//! Sub-action application on a working copy
//!
//! Every function here mutates only the working [`GroupState`] and the
//! [`AppliedActions`] accumulator handed in by `ServerGroup::modify`. The
//! committed snapshot is never touched, so returning an error anywhere
//! discards the whole bundle.
//!
//! Fixed order:
//! title → description → avatar → disappearing timer → add members →
//! delete members → member roles → profile keys → add pending →
//! delete pending → promote pending → promote pending (PNI) → access control

use super::access::verify_access;
use super::actions::{
    Actions, AddMemberAction, AppliedActions, MemberRoleChange, ProfileKeyChange, PromotedMember,
    PromotedPniMember, CHANGE_EPOCH_DEFAULT, CHANGE_EPOCH_PNI_PROMOTION,
};
use super::credentials::{CredentialVerifier, GroupPublicParams, VerifiedCredential};
use super::errors::{GroupError, GroupResult};
use super::state::GroupState;
use super::types::{
    AccessControl, AccessRequired, Member, PendingMember, Presentation, Role, UserId,
};
use crate::config::GroupConfig;
use tracing::debug;

/// Everything a sub-action may read besides the working copy
pub(crate) struct ApplyContext<'a> {
    /// Acting member as resolved in the committed state
    pub acting: Option<&'a Member>,
    pub acting_aci: &'a UserId,
    pub acting_pni: &'a UserId,
    /// Committed access control; changes in the same bundle do not apply early
    pub access: AccessControl,
    pub params: &'a GroupPublicParams,
    pub verifier: &'a dyn CredentialVerifier,
    pub config: &'a GroupConfig,
    /// Version the commit would produce
    pub next_version: u32,
    /// Milliseconds since the unix epoch, stamped on new pending members
    pub now: u64,
}

impl ApplyContext<'_> {
    fn verify(&self, presentation: &Presentation) -> GroupResult<VerifiedCredential> {
        Ok(self.verifier.verify(self.params, presentation)?)
    }

    fn require_acting_identity(&self, verified: &VerifiedCredential) -> GroupResult<()> {
        if &verified.user_id != self.acting_aci {
            return Err(GroupError::CredentialVerification(format!(
                "presentation is for {}, not the acting identity {}",
                verified.user_id.short(),
                self.acting_aci.short()
            )));
        }
        Ok(())
    }
}

/// Apply all sub-actions in order, returning the change epoch
pub(crate) fn apply_actions(
    ctx: &ApplyContext<'_>,
    actions: &Actions,
    working: &mut GroupState,
    applied: &mut AppliedActions,
) -> GroupResult<u32> {
    apply_attributes(ctx, actions, working, applied)?;
    apply_add_members(ctx, &actions.add_members, working, applied)?;
    apply_delete_members(ctx, &actions.delete_members, working, applied)?;
    apply_member_roles(ctx, actions, working, applied)?;
    apply_profile_keys(ctx, &actions.modify_member_profile_keys, working, applied)?;
    apply_add_pending(ctx, actions, working, applied)?;
    apply_delete_pending(ctx, &actions.delete_pending_members, working, applied)?;
    apply_promote_pending(ctx, &actions.promote_pending_members, working, applied)?;
    let change_epoch =
        apply_promote_pending_pni(ctx, &actions.promote_pending_pni_aci_members, working, applied)?;
    apply_access_control(ctx, actions, working, applied)?;

    if working.total_size() > ctx.config.max_group_size {
        return Err(GroupError::Validation(format!(
            "group would have {} members and invitations, limit is {}",
            working.total_size(),
            ctx.config.max_group_size
        )));
    }
    working.check_membership_invariants()?;

    Ok(change_epoch)
}

fn apply_attributes(
    ctx: &ApplyContext<'_>,
    actions: &Actions,
    working: &mut GroupState,
    applied: &mut AppliedActions,
) -> GroupResult<()> {
    if let Some(title) = &actions.modify_title {
        verify_access("attributes", ctx.acting, ctx.access.attributes, None)?;
        if title.len() > ctx.config.max_title_bytes {
            return Err(GroupError::Validation(format!(
                "title is {} bytes, limit is {}",
                title.len(),
                ctx.config.max_title_bytes
            )));
        }
        working.title = title.clone();
        applied.modify_title = Some(title.clone());
        debug!(bytes = title.len(), "title changed");
    }

    if let Some(description) = &actions.modify_description {
        verify_access("attributes", ctx.acting, ctx.access.attributes, None)?;
        if description.len() > ctx.config.max_description_bytes {
            return Err(GroupError::Validation(format!(
                "description is {} bytes, limit is {}",
                description.len(),
                ctx.config.max_description_bytes
            )));
        }
        working.description = description.clone();
        applied.modify_description = Some(description.clone());
        debug!(bytes = description.len(), "description changed");
    }

    if let Some(avatar) = &actions.modify_avatar {
        verify_access("attributes", ctx.acting, ctx.access.attributes, None)?;
        working.avatar = avatar.clone();
        applied.modify_avatar = Some(avatar.clone());
        debug!("avatar changed");
    }

    if let Some(timer) = actions.modify_disappearing_messages_timer {
        verify_access("attributes", ctx.acting, ctx.access.attributes, None)?;
        working.disappearing_messages_timer = timer;
        applied.modify_disappearing_messages_timer = Some(timer);
        debug!(seconds = timer, "disappearing messages timer changed");
    }

    Ok(())
}

fn apply_add_members(
    ctx: &ApplyContext<'_>,
    adds: &[AddMemberAction],
    working: &mut GroupState,
    applied: &mut AppliedActions,
) -> GroupResult<()> {
    for add in adds {
        verify_access("members", ctx.acting, ctx.access.members, None)?;
        let role = add
            .role
            .ok_or_else(|| GroupError::Validation("added member has no role".to_string()))?;
        let verified = ctx.verify(&add.presentation)?;

        if working.is_member(&verified.user_id) {
            return Err(GroupError::Validation(format!(
                "{} is already a member",
                verified.user_id.short()
            )));
        }
        // Direct admission supersedes an outstanding invitation
        if working.remove_pending_member(&verified.user_id).is_some() {
            debug!(user = %verified.user_id.short(), "dropped invitation of admitted member");
        }

        let member = Member {
            user_id: verified.user_id,
            role,
            profile_key_ciphertext: verified.profile_key_ciphertext,
            joined_at_version: ctx.next_version,
        };
        debug!(user = %member.user_id.short(), ?role, "member added");
        working.members.push(member.clone());
        applied.add_members.push(member);
    }
    Ok(())
}

fn apply_delete_members(
    ctx: &ApplyContext<'_>,
    targets: &[UserId],
    working: &mut GroupState,
    applied: &mut AppliedActions,
) -> GroupResult<()> {
    for target in targets {
        verify_access("members", ctx.acting, ctx.access.members, Some(target))?;
        working.remove_member(target).ok_or_else(|| {
            GroupError::Validation(format!("{} is not an active member", target.short()))
        })?;
        applied.delete_members.push(target.clone());
        debug!(user = %target.short(), "member deleted");
    }
    Ok(())
}

fn apply_member_roles(
    ctx: &ApplyContext<'_>,
    actions: &Actions,
    working: &mut GroupState,
    applied: &mut AppliedActions,
) -> GroupResult<()> {
    for change in &actions.modify_member_roles {
        // No self bypass: members may not promote themselves
        verify_access("member_roles", ctx.acting, AccessRequired::Administrator, None)?;
        let role = change
            .role
            .ok_or_else(|| GroupError::Validation("role change has no role".to_string()))?;
        let member = working.get_member_mut(&change.user_id).ok_or_else(|| {
            GroupError::Validation(format!("{} is not an active member", change.user_id.short()))
        })?;
        member.role = role;
        applied
            .modify_member_roles
            .push(MemberRoleChange { user_id: change.user_id.clone(), role });
        debug!(user = %change.user_id.short(), ?role, "member role changed");
    }
    Ok(())
}

fn apply_profile_keys(
    ctx: &ApplyContext<'_>,
    presentations: &[Presentation],
    working: &mut GroupState,
    applied: &mut AppliedActions,
) -> GroupResult<()> {
    for presentation in presentations {
        let verified = ctx.verify(presentation)?;
        ctx.require_acting_identity(&verified)?;
        // Only the member itself may replace its profile key
        verify_access(
            "profile_key",
            ctx.acting,
            AccessRequired::Unsatisfiable,
            Some(&verified.user_id),
        )?;
        let member = working.get_member_mut(&verified.user_id).ok_or_else(|| {
            GroupError::Validation(format!("{} is not an active member", verified.user_id.short()))
        })?;
        member.profile_key_ciphertext = verified.profile_key_ciphertext.clone();
        applied.modify_member_profile_keys.push(ProfileKeyChange {
            user_id: verified.user_id,
            profile_key_ciphertext: verified.profile_key_ciphertext,
        });
        debug!("profile key changed");
    }
    Ok(())
}

fn apply_add_pending(
    ctx: &ApplyContext<'_>,
    actions: &Actions,
    working: &mut GroupState,
    applied: &mut AppliedActions,
) -> GroupResult<()> {
    for add in &actions.add_pending_members {
        verify_access("members", ctx.acting, ctx.access.members, None)?;
        let role: Role = add
            .role
            .ok_or_else(|| GroupError::Validation("pending member has no role".to_string()))?;
        let user_id = UserId::from_bytes(&add.user_id)?;

        if working.is_member(&user_id) {
            return Err(GroupError::Validation(format!(
                "{} is already an active member",
                user_id.short()
            )));
        }
        if working.is_pending(&user_id) {
            return Err(GroupError::Validation(format!("{} is already pending", user_id.short())));
        }

        let pending = PendingMember {
            user_id,
            role,
            added_by_user_id: ctx.acting_aci.clone(),
            timestamp: ctx.now,
        };
        debug!(user = %pending.user_id.short(), ?role, "pending member added");
        working.pending_members.push(pending.clone());
        applied.add_pending_members.push(pending);
    }
    Ok(())
}

fn apply_delete_pending(
    ctx: &ApplyContext<'_>,
    targets: &[UserId],
    working: &mut GroupState,
    applied: &mut AppliedActions,
) -> GroupResult<()> {
    for target in targets {
        if target != ctx.acting_aci && target != ctx.acting_pni {
            return Err(GroupError::access_denied(
                "pending_members",
                "pending members may only remove themselves",
            ));
        }
        working.remove_pending_member(target).ok_or_else(|| {
            GroupError::Validation(format!("{} is not a pending member", target.short()))
        })?;
        applied.delete_pending_members.push(target.clone());
        debug!(user = %target.short(), "pending member deleted");
    }
    Ok(())
}

fn apply_promote_pending(
    ctx: &ApplyContext<'_>,
    presentations: &[Presentation],
    working: &mut GroupState,
    applied: &mut AppliedActions,
) -> GroupResult<()> {
    for presentation in presentations {
        let verified = ctx.verify(presentation)?;
        ctx.require_acting_identity(&verified)?;

        if working.is_member(&verified.user_id) {
            return Err(GroupError::CredentialVerification(format!(
                "{} is already an active member",
                verified.user_id.short()
            )));
        }
        working.remove_pending_member(&verified.user_id).ok_or_else(|| {
            GroupError::CredentialVerification(format!(
                "{} is not a pending member",
                verified.user_id.short()
            ))
        })?;

        working.members.push(Member {
            user_id: verified.user_id.clone(),
            role: Role::Default,
            profile_key_ciphertext: verified.profile_key_ciphertext.clone(),
            joined_at_version: ctx.next_version,
        });
        debug!(user = %verified.user_id.short(), "pending member promoted");
        applied.promote_pending_members.push(PromotedMember {
            user_id: verified.user_id,
            profile_key_ciphertext: verified.profile_key_ciphertext,
        });
    }
    Ok(())
}

fn apply_promote_pending_pni(
    ctx: &ApplyContext<'_>,
    presentations: &[Presentation],
    working: &mut GroupState,
    applied: &mut AppliedActions,
) -> GroupResult<u32> {
    let mut change_epoch = CHANGE_EPOCH_DEFAULT;

    for presentation in presentations {
        let verified = ctx.verify(presentation)?;
        ctx.require_acting_identity(&verified)?;

        if working.is_member(&verified.user_id) {
            return Err(GroupError::CredentialVerification(format!(
                "{} is already an active member",
                verified.user_id.short()
            )));
        }
        if working.is_pending(&verified.user_id) {
            return Err(GroupError::CredentialVerification(format!(
                "{} is also pending under its primary identity",
                verified.user_id.short()
            )));
        }
        working.remove_pending_member(ctx.acting_pni).ok_or_else(|| {
            GroupError::CredentialVerification(format!(
                "{} is not a pending member",
                ctx.acting_pni.short()
            ))
        })?;

        working.members.push(Member {
            user_id: verified.user_id.clone(),
            role: Role::Default,
            profile_key_ciphertext: verified.profile_key_ciphertext.clone(),
            joined_at_version: ctx.next_version,
        });
        debug!(
            aci = %verified.user_id.short(),
            pni = %ctx.acting_pni.short(),
            "pending member promoted across identities"
        );
        applied.promote_pending_pni_aci_members.push(PromotedPniMember {
            aci: verified.user_id,
            pni: ctx.acting_pni.clone(),
            profile_key_ciphertext: verified.profile_key_ciphertext,
        });
        applied.source_user_id = ctx.acting_pni.clone();
        change_epoch = CHANGE_EPOCH_PNI_PROMOTION;
    }

    Ok(change_epoch)
}

fn check_access_change(
    ctx: &ApplyContext<'_>,
    field: &str,
    level: AccessRequired,
) -> GroupResult<()> {
    verify_access("access_control", ctx.acting, AccessRequired::Administrator, None)?;
    if !level.is_known() {
        return Err(GroupError::Validation(format!("access control {} cannot be unknown", field)));
    }
    debug!(field, %level, "access control changed");
    Ok(())
}

fn apply_access_control(
    ctx: &ApplyContext<'_>,
    actions: &Actions,
    working: &mut GroupState,
    applied: &mut AppliedActions,
) -> GroupResult<()> {
    if let Some(level) = actions.modify_attributes_access {
        check_access_change(ctx, "attributes", level)?;
        working.access_control.attributes = level;
        applied.modify_attributes_access = Some(level);
    }
    if let Some(level) = actions.modify_members_access {
        check_access_change(ctx, "members", level)?;
        working.access_control.members = level;
        applied.modify_members_access = Some(level);
    }
    if let Some(level) = actions.modify_add_from_invite_link_access {
        check_access_change(ctx, "add_from_invite_link", level)?;
        working.access_control.add_from_invite_link = level;
        applied.modify_add_from_invite_link_access = Some(level);
    }
    Ok(())
}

▸ TASK GOAL
Within the data above, how many lines contain the word "PromotedPniMember"? Write only the number.

▸ EXERCISE OUTPUT
2